And ok, I love Spring. Really: the moderate climate, the longer days, the breezy Sunday afternoons, crisp evenings.

But! For gods' sakes! It's (temporarily) making me reconsider my relationship status. Companionship, security, holding hands, knowing glances, cuddling on couches, meaningful sex. Starting to sound pretty good. Argh! But these are terrible reasons to get into a relationship, just for the purpose of fulfilling some subconscious biological desire. It'd be great for a month, but then what? It's like living at the beach. Oh man, being so close to the water and the sand and the sun.. oh, and then a frickin' hurricane comes and it doesn't sound so good to be near the water, the sand, and impending disaster.
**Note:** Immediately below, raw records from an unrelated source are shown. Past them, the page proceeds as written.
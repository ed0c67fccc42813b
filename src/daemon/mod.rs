//! Backend daemon - owns the active configuration and runs ryzenadj

mod backend;
mod ipc_handler;
pub mod ryzenadj;

pub use backend::Backend;

use anyhow::{Context, Result};
use std::sync::Arc;
use tokio::sync::{mpsc, Mutex};
use tracing::{error, info, warn};

use crate::config::{Settings, StateStore};
use crate::ipc::BackendServer;
use ryzenadj::{CommandRunner, ProcessRunner};

/// Run the daemon until SIGINT/SIGTERM or a Shutdown request
pub async fn run(settings: Settings) -> Result<()> {
    info!("Starting deck-ryzenadj backend");
    if !nix::unistd::geteuid().is_root() {
        warn!("Backend is not running as root; ryzenadj will most likely fail");
    }

    let (shutdown_tx, shutdown_rx) = mpsc::channel(1);
    spawn_signal_listener(shutdown_tx.clone())?;

    let server = BackendServer::bind_to(settings.socket_path(), settings.socket_mode)?;
    serve(server, &settings, ProcessRunner, shutdown_tx, shutdown_rx).await
}

/// Load saved state, apply it, then accept bridge connections
pub(crate) async fn serve<R: CommandRunner>(
    server: BackendServer,
    settings: &Settings,
    runner: R,
    shutdown_tx: mpsc::Sender<()>,
    mut shutdown_rx: mpsc::Receiver<()>,
) -> Result<()> {
    let store = StateStore::new(settings.state_path());
    let initial = store
        .load()
        .inspect_err(|e| error!(error = ?e, "Ignoring unreadable daemon state"))
        .ok()
        .flatten()
        .unwrap_or_default();

    let mut backend = Backend::new(runner, settings.ryzenadj_path.clone(), Some(store), initial.clone());
    match backend.apply_full(initial).await {
        Ok(invocation) if invocation.succeeded() => info!(cmd = %invocation.command, "Applied initial configuration"),
        Ok(invocation) => warn!(
            returncode = invocation.returncode,
            stderr = %invocation.stderr.trim(),
            "Initial configuration was rejected by ryzenadj"
        ),
        Err(e) => error!(error = ?e, "Failed to apply initial configuration"),
    }
    let backend = Arc::new(Mutex::new(backend));

    info!(socket = ?server.path(), "IPC listener started");
    loop {
        tokio::select! {
            accepted = server.accept() => {
                let stream = match accepted {
                    Ok(stream) => stream,
                    Err(e) => {
                        warn!(error = ?e, "IPC accept failed");
                        continue;
                    }
                };
                let backend = Arc::clone(&backend);
                let shutdown_tx = shutdown_tx.clone();
                tokio::spawn(async move {
                    if let Err(e) = ipc_handler::handle_connection(stream, backend, shutdown_tx).await {
                        warn!(error = ?e, "IPC connection closed with error");
                    }
                });
            }
            _ = shutdown_rx.recv() => {
                info!("Shutting down backend");
                break;
            }
        }
    }

    Ok(())
}

/// Forward SIGINT/SIGTERM to the shutdown channel from a dedicated thread
fn spawn_signal_listener(shutdown_tx: mpsc::Sender<()>) -> Result<()> {
    use signal_hook::consts::{SIGINT, SIGTERM};
    use signal_hook::iterator::Signals;

    let mut signals = Signals::new([SIGINT, SIGTERM]).context("Failed to register signal handlers")?;
    std::thread::spawn(move || {
        if let Some(signal) = signals.forever().next() {
            info!(signal, "Received termination signal");
            shutdown_tx.blocking_send(()).ok();
        }
    });
    Ok(())
}

#[cfg(test)]
mod tests {
    use super::*;
    use crate::config::{ConfigChange, Configuration, ResponseOrdering};
    use crate::ipc::{Bridge, SocketBridge};
    use crate::reconciler::Reconciler;
    use backend::tests::FakeRunner;
    use std::path::PathBuf;

    struct Harness {
        _dir: tempfile::TempDir,
        socket: PathBuf,
        state: PathBuf,
        runner: FakeRunner,
        shutdown_tx: mpsc::Sender<()>,
        task: tokio::task::JoinHandle<Result<()>>,
    }

    async fn start(saved: Option<Configuration>) -> Harness {
        let dir = tempfile::tempdir().unwrap();
        let socket = dir.path().join("backend.sock");
        let state = dir.path().join("state.json");
        if let Some(config) = saved {
            StateStore::new(state.clone()).save(&config).unwrap();
        }
        let settings = Settings {
            socket_path: Some(socket.clone()),
            state_path: Some(state.clone()),
            ..Settings::default()
        };
        let runner = FakeRunner::default();
        let (shutdown_tx, shutdown_rx) = mpsc::channel(1);
        let server = BackendServer::bind_to(socket.clone(), 0o600).unwrap();
        let task = tokio::spawn({
            let runner = runner.clone();
            let shutdown_tx = shutdown_tx.clone();
            async move { serve(server, &settings, runner, shutdown_tx, shutdown_rx).await }
        });
        Harness {
            _dir: dir,
            socket,
            state,
            runner,
            shutdown_tx,
            task,
        }
    }

    #[tokio::test]
    async fn test_startup_applies_saved_configuration() {
        let saved = Configuration::default().with(ConfigChange::SetCpuOffset(-14));
        let harness = start(Some(saved.clone())).await;
        let bridge = SocketBridge::new(harness.socket.clone());

        assert_eq!(bridge.active_state().await.unwrap(), saved);
        assert_eq!(harness.runner.calls()[0], vec!["--set-coall=0xffff2".to_string()]);

        harness.shutdown_tx.send(()).await.unwrap();
        harness.task.await.unwrap().unwrap();
    }

    #[tokio::test]
    async fn test_startup_ignores_out_of_range_saved_state() {
        let saved = Configuration::default().with(ConfigChange::SetCpuOffset(-900));
        let harness = start(Some(saved)).await;
        let bridge = SocketBridge::new(harness.socket.clone());

        assert_eq!(bridge.active_state().await.unwrap(), Configuration::default());
        assert_eq!(harness.runner.calls()[0], vec!["--set-coall=0x100000".to_string()]);

        harness.shutdown_tx.send(()).await.unwrap();
        harness.task.await.unwrap().unwrap();
    }

    #[tokio::test]
    async fn test_reconciler_round_trip_over_socket() {
        let harness = start(None).await;
        let reconciler = Reconciler::new(
            SocketBridge::new(harness.socket.clone()),
            ResponseOrdering::LastResolved,
        );

        let loaded = reconciler.initialize().await.unwrap();
        assert_eq!(loaded, Configuration::default());

        let wanted = loaded.with(ConfigChange::SetCpuOffset(-10));
        let result = reconciler.apply(wanted.clone()).await;
        assert!(result.is_success(), "{result:?}");
        assert_eq!(reconciler.snapshot().config, Some(wanted.clone()));
        assert_eq!(StateStore::new(harness.state.clone()).load().unwrap(), Some(wanted));

        reconciler.notify_resume().await.unwrap();
        reconciler.bridge().ping().await.unwrap();
        let calls = harness.runner.calls();
        assert_eq!(calls.last().unwrap(), &vec!["--set-coall=0xffff6".to_string()]);

        reconciler.bridge().shutdown().await.unwrap();
        harness.task.await.unwrap().unwrap();
        assert!(!harness.socket.exists());
    }

    #[tokio::test]
    async fn test_backend_failure_reaches_reconciler_verbatim() {
        let harness = start(None).await;
        harness.runner.fail_with(1);
        let reconciler = Reconciler::new(
            SocketBridge::new(harness.socket.clone()),
            ResponseOrdering::LastResolved,
        );
        reconciler.initialize().await.unwrap();

        let entered = Configuration::default().with(ConfigChange::SetCpuOffset(-7));
        let result = reconciler.apply(entered.clone()).await;

        assert_eq!(
            result,
            crate::reconciler::OperationResult::failure("ryzenadj exited with status 1: device busy")
        );
        assert_eq!(reconciler.snapshot().config, Some(entered));

        harness.shutdown_tx.send(()).await.unwrap();
        harness.task.await.unwrap().unwrap();
    }
}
Ok, maybe that's a bit of a hyperbole, but still...

It's so peaceful being single. So uncomplicated. Why would I want to mess that up? Why indeed.

If only I was so easily convinced.

Warning: Feminist ranting ensues

Okay, feminist ranting may ensue.

It's Been Said: "You don't look like a feminist"?

It has been my experience that most men (no woman has ever questioned it) feel I do not look like a feminist. Or I don't talk like "one of those women." And I like men, right? Oh, then I'm definitely not like those lesbian feminazis.

Well guess what. Yeah, yeah, I kind'a am. And to my knowledge, the majority of feminists are hetereosexual women, though I cannot put my hands on the statistics to prove it. Either way, you'd be hard pressed to prove that I am (as a 5'3" fair complexioned, blonde, blue-eyed middle class graduate student) in anyway dissimilar from the demographics of feminists in the United States. In fact, first and second wave feminism had been criticized (by some third wave feminists) as being too white, too middle class, etc.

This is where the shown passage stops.